HOW TO COMPLETE THIS TASK
Nothing but the lines below between the line holding "pub use types::DataType;" and the line holding "pub struct RowDelta", inclusive, should appear in the answer, each set down exactly.

(Beginning of GIVEN DATA)

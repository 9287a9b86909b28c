//! Error types for Tessel views and table stores.

use alloc::string::String;
use core::fmt;

/// Result type alias for Tessel operations.
pub type Result<T> = core::result::Result<T, Error>;

/// Error types for Tessel operations.
///
/// `ProtocolViolation` and `Unimplemented` are fatal: they mean the caller and
/// the view disagree about the contract, not that the input was bad. They are
/// returned as values like every other error; see [`Error::is_fatal`].
#[derive(Debug, Clone, PartialEq, Eq)]
pub enum Error {
    /// A mutation batch did not follow the store/view wire contract.
    ProtocolViolation {
        message: String,
    },
    /// The operation is not provided by this view variant.
    Unimplemented {
        operation: &'static str,
    },
    /// Invalid schema definition.
    InvalidSchema {
        message: String,
    },
    /// Column not found.
    ColumnNotFound {
        column: String,
    },
    /// Invalid operation.
    InvalidOperation {
        message: String,
    },
}

impl fmt::Display for Error {
    fn fmt(&self, f: &mut fmt::Formatter<'_>) -> fmt::Result {
        match self {
            Error::ProtocolViolation { message } => {
                write!(f, "Protocol violation: {}", message)
            }
            Error::Unimplemented { operation } => {
                write!(f, "Not implemented: {}", operation)
            }
            Error::InvalidSchema { message } => {
                write!(f, "Invalid schema: {}", message)
            }
            Error::ColumnNotFound { column } => {
                write!(f, "Column not found: {}", column)
            }
            Error::InvalidOperation { message } => {
                write!(f, "Invalid operation: {}", message)
            }
        }
    }
}

impl Error {
    /// Creates a protocol violation error.
    pub fn protocol_violation(message: impl Into<String>) -> Self {
        Error::ProtocolViolation {
            message: message.into(),
        }
    }

    /// Creates an unimplemented operation error.
    pub fn unimplemented(operation: &'static str) -> Self {
        Error::Unimplemented { operation }
    }

    /// Creates an invalid schema error.
    pub fn invalid_schema(message: impl Into<String>) -> Self {
        Error::InvalidSchema {
            message: message.into(),
        }
    }

    /// Creates a column not found error.
    pub fn column_not_found(column: impl Into<String>) -> Self {
        Error::ColumnNotFound {
            column: column.into(),
        }
    }

    /// Creates an invalid operation error.
    pub fn invalid_operation(message: impl Into<String>) -> Self {
        Error::InvalidOperation {
            message: message.into(),
        }
    }

    /// Returns true if the error means the view and its owner have
    /// desynchronized and the view should not be used further.
    pub fn is_fatal(&self) -> bool {
        matches!(
            self,
            Error::ProtocolViolation { .. } | Error::Unimplemented { .. }
        )
    }
}
//! The contract shared by every view variant.
//!
//! A table store notifies a heterogeneous set of contexts through this trait,
//! so every variant accepts the same batch shapes even when it ignores parts
//! of them. Variants differ in how they shape rows; `sidedness` tells a
//! renderer which shape to expect (0 for flat, 1 for grouped rows, 2 for
//! grouped rows and columns).

use crate::row_delta::RowDelta;
use crate::store::TableStore;
use alloc::string::String;
use alloc::vec::Vec;
use tessel_core::{DataTable, DataType, Result, Scalar, StepBatch};

/// A view over a table store that tracks changed rows.
///
/// Write phase: `init`, `step_begin`, `notify_initial`, `notify`, `step_end`.
/// Read phase: everything else. The two must not interleave.
pub trait Context {
    /// Marks the context initialized. Idempotent.
    fn init(&mut self);

    fn is_initialized(&self) -> bool;

    /// Opens a processing cycle.
    fn step_begin(&mut self);

    /// Closes a processing cycle.
    fn step_end(&mut self);

    /// Receives the batch that first populated the store.
    fn notify_initial(&mut self, flattened: &DataTable) -> Result<()>;

    /// Receives a steady-state mutation batch.
    ///
    /// Fails with `Error::ProtocolViolation` if the batch does not follow the
    /// store's wire encoding.
    fn notify(&mut self, batch: &StepBatch) -> Result<()>;

    fn get_row_count(&self, store: &dyn TableStore) -> usize;

    fn get_column_count(&self, store: &dyn TableStore) -> usize;

    /// Reads a clipped rectangle as a row-major buffer.
    fn get_data(
        &self,
        store: &dyn TableStore,
        start_row: usize,
        end_row: usize,
        start_col: usize,
        end_col: usize,
    ) -> Result<Vec<Scalar>>;

    /// Reads whole rows by position, in input order.
    fn get_data_by_indices(&self, store: &dyn TableStore, rows: &[usize]) -> Result<Vec<Scalar>>;

    /// Reads whole rows by primary key, in input order.
    fn get_data_by_pkeys(&self, store: &dyn TableStore, pkeys: &[Scalar]) -> Result<Vec<Scalar>>;

    /// Returns the primary keys behind `(row, column)` cells.
    fn get_pkeys(&self, cells: &[(usize, usize)]) -> Result<Vec<Scalar>>;

    /// Returns the name of column `idx`, or an empty string.
    fn get_column_name(&self, idx: usize) -> String;

    fn get_column_names(&self) -> Vec<String>;

    /// Returns the type of column `idx`, or `DataType::None`.
    fn get_column_dtype(&self, store: &dyn TableStore, idx: usize) -> DataType;

    /// Harvests the tracked rows.
    fn get_row_delta(&mut self, store: &dyn TableStore) -> Result<RowDelta>;

    fn has_deltas(&self) -> bool;

    fn get_deltas_enabled(&self) -> bool;

    /// Clears the structural-change flag.
    fn reset(&mut self);

    /// Clears the structural-change flag.
    fn clear_deltas(&mut self);

    fn sidedness(&self) -> usize;

    /// Debug identity string.
    fn repr(&self) -> String;
}
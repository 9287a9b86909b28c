//! Columnar table store.
//!
//! `GState` owns the row data of one table. Each call to [`GState::process`]
//! is one processing pass: it opens a cycle on every subscribed context,
//! flattens and applies the batch, notifies the contexts and closes the cycle.

use crate::mutation::{flatten, Mutation};
use crate::registry::{ContextId, ContextRegistry};
use alloc::format;
use alloc::rc::Rc;
use alloc::vec::Vec;
use core::cell::RefCell;
use tessel_context::{Context, TableStore, UnitContext};
use tessel_core::{
    DataTable, DataType, Error, Result, Scalar, Schema, StepBatch, Symbol, SymbolTable, Value,
    ValueTransition,
};
use tracing::{debug, error};

/// Primary key index: symbol -> row position.
#[cfg(not(feature = "btree-index"))]
type PkeyMap = hashbrown::HashMap<Symbol, usize>;
#[cfg(feature = "btree-index")]
type PkeyMap = alloc::collections::BTreeMap<Symbol, usize>;

/// In-memory columnar table keyed by primary key.
pub struct GState {
    schema: Schema,
    pkey_type: DataType,
    pkeys: Vec<Scalar>,
    columns: Vec<Vec<Scalar>>,
    index: PkeyMap,
    symbols: Rc<SymbolTable>,
    registry: ContextRegistry,
    populated: bool,
}

impl GState {
    /// Creates an empty store for `schema`, keyed by values of `pkey_type`.
    pub fn new(schema: Schema, pkey_type: DataType) -> Self {
        let columns = (0..schema.len()).map(|_| Vec::new()).collect();
        Self {
            schema,
            pkey_type,
            pkeys: Vec::new(),
            columns,
            index: PkeyMap::default(),
            symbols: Rc::new(SymbolTable::new()),
            registry: ContextRegistry::new(),
            populated: false,
        }
    }

    #[inline]
    pub fn schema(&self) -> &Schema {
        &self.schema
    }

    /// Returns the symbol table shared by this store and its contexts.
    #[inline]
    pub fn symbols(&self) -> Rc<SymbolTable> {
        self.symbols.clone()
    }

    /// Returns true once the first-load batch has been delivered.
    #[inline]
    pub fn is_populated(&self) -> bool {
        self.populated
    }

    /// Subscribes a context to future batches.
    pub fn subscribe(&mut self, ctx: Rc<RefCell<dyn Context>>) -> ContextId {
        self.registry.register(ctx)
    }

    pub fn unsubscribe(&mut self, id: ContextId) -> bool {
        self.registry.unregister(id)
    }

    /// Returns the number of live subscribed contexts.
    pub fn num_contexts(&self) -> usize {
        self.registry.len()
    }

    /// Creates an initialized unit context over this store and subscribes it.
    pub fn make_unit_context(&mut self) -> Rc<RefCell<UnitContext>> {
        let mut ctx = UnitContext::new(self.schema.clone(), self.symbols());
        ctx.init();
        let ctx = Rc::new(RefCell::new(ctx));
        self.subscribe(ctx.clone());
        ctx
    }

    /// Returns the position of the row with primary key `pkey`.
    pub fn row_position(&self, pkey: &Scalar) -> Option<usize> {
        self.symbols
            .lookup(pkey)
            .and_then(|sym| self.index.get(&sym).copied())
    }

    /// Returns a copy of the row with primary key `pkey`.
    pub fn get_row(&self, pkey: &Scalar) -> Option<Vec<Scalar>> {
        self.row_position(pkey)
            .map(|pos| self.columns.iter().map(|c| c[pos].clone()).collect())
    }

    /// Applies a batch of mutations and notifies every subscribed context.
    ///
    /// The batch is validated before anything changes. The first batch that
    /// leaves the store non-empty is delivered with `notify_initial`; every
    /// batch after it with `notify`. A context error does not stop the other
    /// contexts from being notified; the first error is returned.
    pub fn process(&mut self, mutations: Vec<Mutation>) -> Result<()> {
        self.validate(&mutations)?;
        let mutations = flatten(mutations);
        let batch = self.build_step_batch(&mutations)?;

        self.cleanup_contexts();
        let opened = self.registry.for_each(|_, ctx| {
            ctx.step_begin();
            Ok(())
        });

        self.apply(mutations);

        let notified = if self.populated {
            self.registry.for_each(|id, ctx| {
                ctx.notify(&batch).map_err(|err| {
                    error!(context = id, error = %err, "context rejected batch");
                    err
                })
            })
        } else if !self.pkeys.is_empty() {
            self.populated = true;
            self.registry.for_each(|id, ctx| {
                ctx.notify_initial(&batch.flattened).map_err(|err| {
                    error!(context = id, error = %err, "context rejected first load");
                    err
                })
            })
        } else {
            Ok(())
        };

        let closed = self.registry.for_each(|_, ctx| {
            ctx.step_end();
            Ok(())
        });

        debug!(
            rows = batch.flattened.size(),
            num_rows = self.pkeys.len(),
            contexts = self.registry.len(),
            "processed batch"
        );

        opened.and(notified).and(closed)
    }

    fn cleanup_contexts(&mut self) {
        self.registry.cleanup();
    }

    fn validate(&self, mutations: &[Mutation]) -> Result<()> {
        for mutation in mutations {
            let pkey = mutation.pkey();
            if !pkey.is_valid() || pkey.is_none() {
                return Err(Error::invalid_operation("primary key must be a valid value"));
            }
            if pkey.data_type() != self.pkey_type {
                return Err(Error::invalid_operation(format!(
                    "primary key {} is not of type {}",
                    pkey,
                    self.pkey_type.name()
                )));
            }
            if let Mutation::Upsert { values, .. } = mutation {
                if values.len() != self.schema.len() {
                    return Err(Error::invalid_operation(format!(
                        "row for key {} has {} values, table has {} columns",
                        pkey,
                        values.len(),
                        self.schema.len()
                    )));
                }
            }
        }
        Ok(())
    }

    /// Describes a flattened batch against the current (pre-batch) state.
    fn build_step_batch(&self, mutations: &[Mutation]) -> Result<StepBatch> {
        let mut flattened = DataTable::flattened(self.pkey_type, &self.schema)?;
        let mut delta = DataTable::new(self.schema.clone());
        let mut prev = DataTable::new(self.schema.clone());
        let mut curr = DataTable::new(self.schema.clone());
        let transition_schema = Schema::new(
            self.schema
                .columns()
                .iter()
                .map(|name| (name.clone(), DataType::UInt8)),
        )?;
        let mut transitions = DataTable::new(transition_schema);
        let mut existed = DataTable::new(Schema::new([("psp_existed", DataType::Bool)])?);

        let types = self.schema.types();

        for mutation in mutations {
            let pos = self.row_position(mutation.pkey());
            let prev_row: Vec<Scalar> = match pos {
                Some(pos) => self.columns.iter().map(|c| c[pos].clone()).collect(),
                None => types.iter().map(|&dt| Scalar::invalid(dt)).collect(),
            };
            let (curr_row, deleted) = match mutation {
                Mutation::Upsert { values, .. } => (values.clone(), false),
                Mutation::Delete { .. } => {
                    (types.iter().map(|&dt| Scalar::invalid(dt)).collect(), true)
                }
            };

            let delta_row = prev_row
                .iter()
                .zip(&curr_row)
                .zip(types)
                .map(|((p, c), &dt)| numeric_delta(p, c, dt))
                .collect();
            let transition_row = prev_row
                .iter()
                .zip(&curr_row)
                .map(|(p, c)| {
                    let code = ValueTransition::classify(p.is_valid(), c.is_valid(), p == c, deleted);
                    Scalar::from(code.code())
                })
                .collect();

            flattened.push_flattened(mutation.pkey().clone(), mutation.op(), curr_row.clone())?;
            delta.push_row(delta_row)?;
            prev.push_row(prev_row)?;
            curr.push_row(curr_row)?;
            transitions.push_row(transition_row)?;
            existed.push_row(alloc::vec![Scalar::from(pos.is_some())])?;
        }

        Ok(StepBatch {
            flattened,
            delta,
            prev,
            curr,
            transitions,
            existed,
        })
    }

    /// Writes a validated, flattened batch into the columns.
    fn apply(&mut self, mutations: Vec<Mutation>) {
        let mut removed: Vec<usize> = Vec::new();

        for mutation in mutations {
            match mutation {
                Mutation::Upsert { pkey, values } => match self.row_position(&pkey) {
                    Some(pos) => {
                        for (column, value) in self.columns.iter_mut().zip(values) {
                            column[pos] = value;
                        }
                    }
                    None => {
                        let sym = self.symbols.intern(&pkey);
                        self.index.insert(sym, self.pkeys.len());
                        self.pkeys.push(pkey);
                        for (column, value) in self.columns.iter_mut().zip(values) {
                            column.push(value);
                        }
                    }
                },
                Mutation::Delete { pkey } => {
                    if let Some(pos) = self.row_position(&pkey) {
                        removed.push(pos);
                    }
                }
            }
        }

        if !removed.is_empty() {
            self.compact(&removed);
        }
    }

    /// Drops the rows at `removed` and rebuilds the key index.
    fn compact(&mut self, removed: &[usize]) {
        let mut keep = alloc::vec![true; self.pkeys.len()];
        for &pos in removed {
            keep[pos] = false;
        }

        let mut flags = keep.iter();
        self.pkeys.retain(|_| *flags.next().unwrap_or(&true));
        for column in &mut self.columns {
            let mut flags = keep.iter();
            column.retain(|_| *flags.next().unwrap_or(&true));
        }

        self.index.clear();
        for (pos, pkey) in self.pkeys.iter().enumerate() {
            let sym = self.symbols.intern(pkey);
            self.index.insert(sym, pos);
        }
    }

    fn column_index(&self, name: &str) -> Result<usize> {
        self.schema
            .get_column_index(name)
            .ok_or_else(|| Error::column_not_found(name))
    }

    fn read_cell(&self, col: usize, row: Option<usize>) -> Scalar {
        row.and_then(|r| self.columns[col].get(r))
            .cloned()
            .unwrap_or_else(|| Scalar::invalid(self.schema.types()[col]))
    }
}

/// Difference between two numeric cells, or an invalid scalar when either
/// side is missing or the type is not numeric.
fn numeric_delta(prev: &Scalar, curr: &Scalar, dt: DataType) -> Scalar {
    let prev_value = if prev.is_valid() {
        prev.value().clone()
    } else {
        Value::default_for_type(dt)
    };
    let curr_value = if curr.is_valid() {
        curr.value().clone()
    } else {
        Value::default_for_type(dt)
    };
    match (prev_value, curr_value) {
        (Value::Int32(p), Value::Int32(c)) => Scalar::from(c.wrapping_sub(p)),
        (Value::Int64(p), Value::Int64(c)) => Scalar::from(c.wrapping_sub(p)),
        (Value::Float64(p), Value::Float64(c)) => Scalar::from(c - p),
        _ => Scalar::invalid(dt),
    }
}

impl TableStore for GState {
    fn num_rows(&self) -> usize {
        self.pkeys.len()
    }

    fn num_columns(&self) -> usize {
        self.schema.len()
    }

    fn read_column(&self, name: &str, start: usize, end: usize, out: &mut Vec<Scalar>) -> Result<()> {
        let col = self.column_index(name)?;
        out.clear();
        out.extend((start..end).map(|r| self.read_cell(col, Some(r))));
        Ok(())
    }

    fn read_column_by_indices(&self, name: &str, rows: &[usize], out: &mut Vec<Scalar>) -> Result<()> {
        let col = self.column_index(name)?;
        out.clear();
        out.extend(rows.iter().map(|&r| self.read_cell(col, Some(r))));
        Ok(())
    }

    fn read_column_by_pkeys(&self, name: &str, pkeys: &[Scalar], out: &mut Vec<Scalar>) -> Result<()> {
        let col = self.column_index(name)?;
        out.clear();
        out.extend(pkeys.iter().map(|k| self.read_cell(col, self.row_position(k))));
        Ok(())
    }
}
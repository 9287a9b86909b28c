//! Tessel Core - Core types shared by the Tessel table store and its views.
//!
//! This crate provides the foundational types for the Tessel view layer:
//!
//! - `DataType`: Column types, including the `None` type used as a sentinel
//! - `Scalar`: A tagged, possibly-invalid cell value
//! - `Schema`: Ordered column name to type mapping
//! - `Extent`: Row/column rectangle clipped against a live table shape
//! - `SymbolTable`: Interner mapping primary keys to canonical `Symbol` handles
//! - `Op` / `ValueTransition`: Wire codes carried by mutation batches
//! - `DataTable` / `StepBatch`: Row-aligned tables passed from the store to views
//! - `Error`: Error types for view and store operations
//!
//! # Example
//!
//! ```rust
//! use tessel_core::{DataType, Scalar, Schema, SymbolTable};
//!
//! let schema = Schema::builder()
//!     .column("a", DataType::Int64)
//!     .unwrap()
//!     .column("b", DataType::Str)
//!     .unwrap()
//!     .build();
//!
//! assert_eq!(schema.columns(), &["a", "b"]);
//!
//! let symbols = SymbolTable::new();
//! let k1 = symbols.intern(&Scalar::from(1i64));
//! let k2 = symbols.intern(&Scalar::from(1i64));
//! assert_eq!(k1, k2);
//! ```

#![no_std]

extern crate alloc;

mod error;
mod extent;
mod op;
mod scalar;
mod schema;
mod symbol;
mod table;
mod types;

pub use error::{Error, Result};
pub use extent::Extent;
pub use op::{Op, ValueTransition};
pub use scalar::{Scalar, Value};
pub use schema::{Schema, SchemaBuilder};
pub use symbol::{Symbol, SymbolTable};
pub use table::{DataTable, StepBatch, OP_COLUMN, PKEY_COLUMN};
pub use types::DataType;
//! Rows harvested from a context's tracking set.

use alloc::vec::Vec;
use tessel_core::Scalar;

/// A snapshot of the rows a context saw change.
///
/// `rows` is row-major with `count` rows; row *i* belongs to `pkeys[i]`.
#[derive(Clone, Debug, Default, PartialEq)]
pub struct RowDelta {
    /// Whether the structure of the view changed since the last harvest
    pub structural_change: bool,
    /// Number of rows in `rows`
    pub count: usize,
    /// Row-major cell values
    pub rows: Vec<Scalar>,
    /// Primary key of each row, in output order
    pub pkeys: Vec<Scalar>,
}

impl RowDelta {
    /// Creates a row delta.
    pub fn new(structural_change: bool, pkeys: Vec<Scalar>, rows: Vec<Scalar>) -> Self {
        Self {
            structural_change,
            count: pkeys.len(),
            rows,
            pkeys,
        }
    }

    /// Returns true if no rows were harvested.
    #[inline]
    pub fn is_empty(&self) -> bool {
        self.count == 0
    }

    /// Returns the number of cells per row.
    pub fn width(&self) -> usize {
        if self.count == 0 {
            0
        } else {
            self.rows.len() / self.count
        }
    }

    /// Returns the cells of row `idx`.
    pub fn row(&self, idx: usize) -> Option<&[Scalar]> {
        if idx >= self.count {
            return None;
        }
        let width = self.width();
        self.rows.get(idx * width..(idx + 1) * width)
    }

    /// Returns the cells of the row with primary key `pkey`.
    pub fn row_for(&self, pkey: &Scalar) -> Option<&[Scalar]> {
        self.pkeys
            .iter()
            .position(|k| k == pkey)
            .and_then(|idx| self.row(idx))
    }
}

(End of GIVEN DATA)

RESULT FOR THIS EXERCISE
pub use types::DataType;
//! Rows harvested from a context's tracking set.

use alloc::vec::Vec;
use tessel_core::Scalar;

/// A snapshot of the rows a context saw change.
///
/// `rows` is row-major with `count` rows; row *i* belongs to `pkeys[i]`.
#[derive(Clone, Debug, Default, PartialEq)]
pub struct RowDelta {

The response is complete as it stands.